Itu berada di suatu tempat di bagian Tenggara dari Benua, tak dikenal bagi si kembar.
Ia sedang berbicara soal negara kota perdagangan di samping kerajaan besar Selatan, lebih jauh ke Tenggara dari Naurilia, berlokasi di persimpangan dari sebuah sungai besar.
Encrid hanya pernah mendengar cerita-cerita soal itu, tapi kelihatan Enri telah melakukan beberapa pekerjaan di sana pula.
Perdagangan jarak jauh tidak memungkinkan di Benua ini gara-gara monster-monster dan binatang-binatang iblis, tapi sesekali, beberapa orang berhasil.
Itu terjadi saat seseorang berkelana di sekitar, mata-mata mereka terbuka, dan situasinya menguntungkan.
Begitulah Enri sekarang juga.
Ia telah melewatkan gem-eared foxes, tapi sebuah kesempatan yang bahkan lebih besar telah berguling masuk.
Busur komposit di tangannya saja kemungkinan berharga jauh lebih banyak dibanding permata-permata di atas telinga sang rubah.
Enri menjelaskan secara tenang, dan Encrid melakukan pemanasan di sampingnya.
Setelah satu minggu penuh dari istirahat dan meminum banyak air, kekuatan pada akhirnya kembali pada tangan-tangannya.
"Rem, keluarlah. Aku bakal mematahkan hidung sombongmu itu."
Encrid memanggil bagi Rem di dalam sebuah cara yang ramah dan penuh pertimbangan.
Rem keluar, menguap dan menggaruk pipinya, "Ah, hari ini? Tak ada tangisan bahwa itu terasa sakit setelah kau dihantam, okay?"
Encrid menyesuaikan kembali genggamannya pada Aker lalu menatap ke depan.
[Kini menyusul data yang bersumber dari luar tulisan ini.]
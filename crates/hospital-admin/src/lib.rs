//! # 医院系统运维模块
//!
//! 配置加载与校验、日志初始化以及 Prometheus 指标

pub mod config;
pub mod logging;
pub mod monitoring;

pub use config::{ConfigManager, ConfigValidator, HospitalConfig};
pub use logging::init_logging;
pub use monitoring::ServiceMonitor;
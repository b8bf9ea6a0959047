//! Web服务器

use crate::error::{ApiError, ApiResult};
use crate::handlers::*;
use axum::{
    extract::{Request, State},
    middleware::{self, Next},
    response::Response,
    routing::{get, patch, post},
    Router,
};
use hospital_admin::ServiceMonitor;
use hospital_core::{HospitalError, HospitalService};
use std::net::SocketAddr;
use std::time::Instant;
use tower::ServiceBuilder;
use tower_http::{
    cors::{Any, CorsLayer},
    trace::TraceLayer,
};
use tracing::info;

/// 处理器共享状态
#[derive(Clone)]
pub struct AppState {
    pub service: HospitalService,
    pub monitor: ServiceMonitor,
}

impl AppState {
    pub fn new(service: HospitalService, monitor: ServiceMonitor) -> Self {
        Self { service, monitor }
    }

    /// 按结果记录一次写操作
    pub fn track<T>(&self, operation: &str, result: hospital_core::Result<T>) -> ApiResult<T> {
        let outcome = match &result {
            Ok(_) => "ok",
            Err(HospitalError::Validation(_)) => "invalid",
            Err(HospitalError::NotFound { .. }) => "not_found",
            Err(HospitalError::Conflict(_)) => "conflict",
            Err(_) => "error",
        };
        self.monitor.record_operation(operation, outcome);
        result.map_err(ApiError::from)
    }
}

pub struct WebServer {
    addr: SocketAddr,
    app: Router,
}

impl WebServer {
    pub fn new(addr: SocketAddr, state: AppState) -> Self {
        Self {
            addr,
            app: create_app(state),
        }
    }

    pub async fn run(self) -> anyhow::Result<()> {
        info!("Starting web server on {}", self.addr);

        let listener = tokio::net::TcpListener::bind(self.addr).await?;
        axum::serve(listener, self.app)
            .with_graceful_shutdown(shutdown_signal())
            .await
            .map_err(|e| anyhow::anyhow!("Failed to start web server: {}", e))?;

        info!("Web server stopped");
        Ok(())
    }
}

async fn shutdown_signal() {
    if tokio::signal::ctrl_c().await.is_ok() {
        info!("Shutdown signal received");
    }
}

/// 完整路由
pub fn create_app(state: AppState) -> Router {
    Router::new()
        .route("/", get(api_root))
        .route("/health", get(health))
        .route("/metrics", get(metrics))
        .nest("/api/v1", api_routes())
        .layer(middleware::from_fn_with_state(state.clone(), track_requests))
        .layer(
            ServiceBuilder::new()
                .layer(TraceLayer::new_for_http())
                .layer(
                    CorsLayer::new()
                        .allow_origin(Any)
                        .allow_methods(Any)
                        .allow_headers(Any),
                ),
        )
        .with_state(state)
}

/// API v1 路由
fn api_routes() -> Router<AppState> {
    Router::new()
        .route("/dashboard", get(dashboard))
        .route("/choices", get(choices))
        .route("/doctors", get(list_doctors).post(create_doctor))
        .route(
            "/doctors/:id",
            get(doctor_detail).patch(update_doctor).delete(delete_doctor),
        )
        .route("/doctors/:id/availability", get(doctor_availability))
        .route("/patients", get(list_patients).post(create_patient))
        .route("/patients/search", get(search_patients))
        .route(
            "/patients/:id",
            get(patient_detail).patch(update_patient).delete(delete_patient),
        )
        .route(
            "/patients/:id/medical-records",
            get(list_medical_records).post(create_medical_record),
        )
        .route(
            "/medical-records/:id",
            get(get_medical_record)
                .patch(update_medical_record)
                .delete(delete_medical_record),
        )
        .route("/appointments", get(list_appointments).post(create_appointment))
        .route(
            "/appointments/:id",
            get(get_appointment)
                .patch(update_appointment)
                .delete(delete_appointment),
        )
        .route("/appointments/:id/status", post(update_appointment_status))
        .route("/bills", get(list_bills).post(create_bill))
        .route(
            "/bills/:id",
            get(bill_detail).patch(update_bill).delete(delete_bill),
        )
        .route("/bills/:id/items", post(add_bill_item))
        .route(
            "/bill-items/:id",
            patch(update_bill_item).delete(delete_bill_item),
        )
        .route("/departments", get(list_departments).post(create_department))
        .route(
            "/departments/:id",
            get(department_detail)
                .patch(update_department)
                .delete(delete_department),
        )
        .route("/rooms", get(list_rooms).post(create_room))
        .route(
            "/rooms/:id",
            get(room_detail).patch(update_room).delete(delete_room),
        )
        .route("/reports", get(list_reports).post(create_report))
        .route("/reports/revenue", post(generate_revenue_report))
        .route(
            "/reports/:id",
            get(get_report).patch(update_report).delete(delete_report),
        )
}

/// 请求计数与耗时
async fn track_requests(State(state): State<AppState>, request: Request, next: Next) -> Response {
    let method = request.method().clone();
    let path = request.uri().path().to_string();
    let started = Instant::now();

    let response = next.run(request).await;
    state.monitor.record_http_request(
        method.as_str(),
        &path,
        response.status().as_u16(),
        started.elapsed(),
    );
    response
}
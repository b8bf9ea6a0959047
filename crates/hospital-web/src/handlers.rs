//! HTTP处理器

use crate::error::ApiResult;
use crate::params::*;
use crate::server::AppState;
use axum::{
    async_trait,
    extract::{FromRequestParts, Path, Query, State},
    http::{header, request::Parts, StatusCode},
    response::{IntoResponse, Json, Response},
};
use hospital_core::*;
use serde_json::json;
use std::convert::Infallible;
use tracing::{debug, error};
use uuid::Uuid;

/// 上游认证服务写入的用户标识请求头
pub const ACTING_USER_HEADER: &str = "x-user-id";

/// 当前操作用户，未登录时为 `None`
#[derive(Debug, Clone)]
pub struct CurrentUser(pub Option<ActingUser>);

#[async_trait]
impl<S: Send + Sync> FromRequestParts<S> for CurrentUser {
    type Rejection = Infallible;

    async fn from_request_parts(
        parts: &mut Parts,
        _state: &S,
    ) -> std::result::Result<Self, Self::Rejection> {
        let user = parts
            .headers
            .get(ACTING_USER_HEADER)
            .and_then(|value| value.to_str().ok())
            .map(str::trim)
            .filter(|id| !id.is_empty())
            .map(ActingUser::new);
        Ok(CurrentUser(user))
    }
}

fn created<T: serde::Serialize>(value: T) -> (StatusCode, Json<T>) {
    (StatusCode::CREATED, Json(value))
}

/// API根路径处理器
pub async fn api_root(State(state): State<AppState>) -> impl IntoResponse {
    Json(json!({
        "service": "Hospital Records API",
        "version": env!("CARGO_PKG_VERSION"),
        "status": "running",
        "backend": state.service.backend(),
        "endpoints": {
            "health": "/health",
            "metrics": "/metrics",
            "api": "/api/v1"
        }
    }))
}

/// 健康检查处理器
pub async fn health(State(state): State<AppState>) -> Response {
    let timestamp = chrono::Utc::now().to_rfc3339();
    match state.service.health_check().await {
        Ok(()) => Json(json!({
            "status": "healthy",
            "backend": state.service.backend(),
            "timestamp": timestamp,
        }))
        .into_response(),
        Err(e) => {
            error!("Health check failed: {}", e);
            (
                StatusCode::SERVICE_UNAVAILABLE,
                Json(json!({
                    "status": "unhealthy",
                    "backend": state.service.backend(),
                    "message": e.to_string(),
                    "timestamp": timestamp,
                })),
            )
                .into_response()
        }
    }
}

/// Prometheus 指标
pub async fn metrics(State(state): State<AppState>) -> Response {
    match state.monitor.get_prometheus_metrics() {
        Ok(text) => (
            [(header::CONTENT_TYPE, "text/plain; version=0.0.4")],
            text,
        )
            .into_response(),
        Err(e) => {
            error!("Failed to encode metrics: {}", e);
            StatusCode::INTERNAL_SERVER_ERROR.into_response()
        }
    }
}

pub async fn dashboard(State(state): State<AppState>) -> ApiResult<Json<Dashboard>> {
    Ok(Json(state.service.dashboard().await?))
}

pub async fn choices(State(state): State<AppState>) -> Json<Choices> {
    Json(state.service.choices())
}

// ========== 医生 ==========

pub async fn list_doctors(
    State(state): State<AppState>,
    Query(params): Query<DoctorParams>,
) -> ApiResult<Json<Page<Doctor>>> {
    debug!("Listing doctors with query: {:?}", params);
    let (filter, page) = params.split();
    Ok(Json(state.service.list_doctors(&filter, page).await?))
}

pub async fn create_doctor(
    State(state): State<AppState>,
    ApiJson(new): ApiJson<NewDoctor>,
) -> ApiResult<impl IntoResponse> {
    let doctor = state.track("create_doctor", state.service.create_doctor(new).await)?;
    Ok(created(doctor))
}

pub async fn doctor_detail(
    State(state): State<AppState>,
    Path(id): Path<Uuid>,
) -> ApiResult<Json<DoctorDetail>> {
    Ok(Json(state.service.doctor_detail(id).await?))
}

pub async fn update_doctor(
    State(state): State<AppState>,
    Path(id): Path<Uuid>,
    ApiJson(update): ApiJson<DoctorUpdate>,
) -> ApiResult<Json<Doctor>> {
    let doctor = state.track("update_doctor", state.service.update_doctor(id, update).await)?;
    Ok(Json(doctor))
}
Ia hendak bertarung dengannya satu kali lalu bertanya.
Murni seberapa berguna sihir yang dinamai ini?
Di bagian luar, ia kelihatan sama seperti sebelumnya.
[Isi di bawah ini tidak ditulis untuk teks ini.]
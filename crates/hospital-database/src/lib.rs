//! # 医院数据库模块
//!
//! `HospitalStore` 的 PostgreSQL 实现：连接池、建表语句、行模型和查询。

pub mod connection;
pub mod models;
pub mod queries;
pub mod schema;

// 重新导出主要类型
pub use connection::{DatabasePool, PoolSettings};
pub use models::*;
pub use queries::DatabaseQueries;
Encrid secara momental melupakan betapa liciknya seorang bajingan Rem itu adanya.
Hal tersebut adalah masalahnya.
*Whoosh.*
Saat kapak, dilemparkan tanpa posisi persiapan apa pun, mencapai tepat di depan hidungnya, Encrid merasakan bahwa itu dua kali lebih cepat dibanding ayunan-ayunan kapak Rem sebelumnya.
Di waktu yang sama, ia mengayunkan Aker ke atas.
*Clang.*
Alih-alih membal keluar, kapak meluncur ke atas Aker dengan sebuah suara menggerus, dan kemudian secara mendadak membelah menjadi delapan potongan.
Barulah kemudian Encrid mendapatkan sebuah pandangan jelas pada Rem.
Di belakangnya, seekor binatang buas biru yang samar dan baru tumbuh sedang menerjang padanya.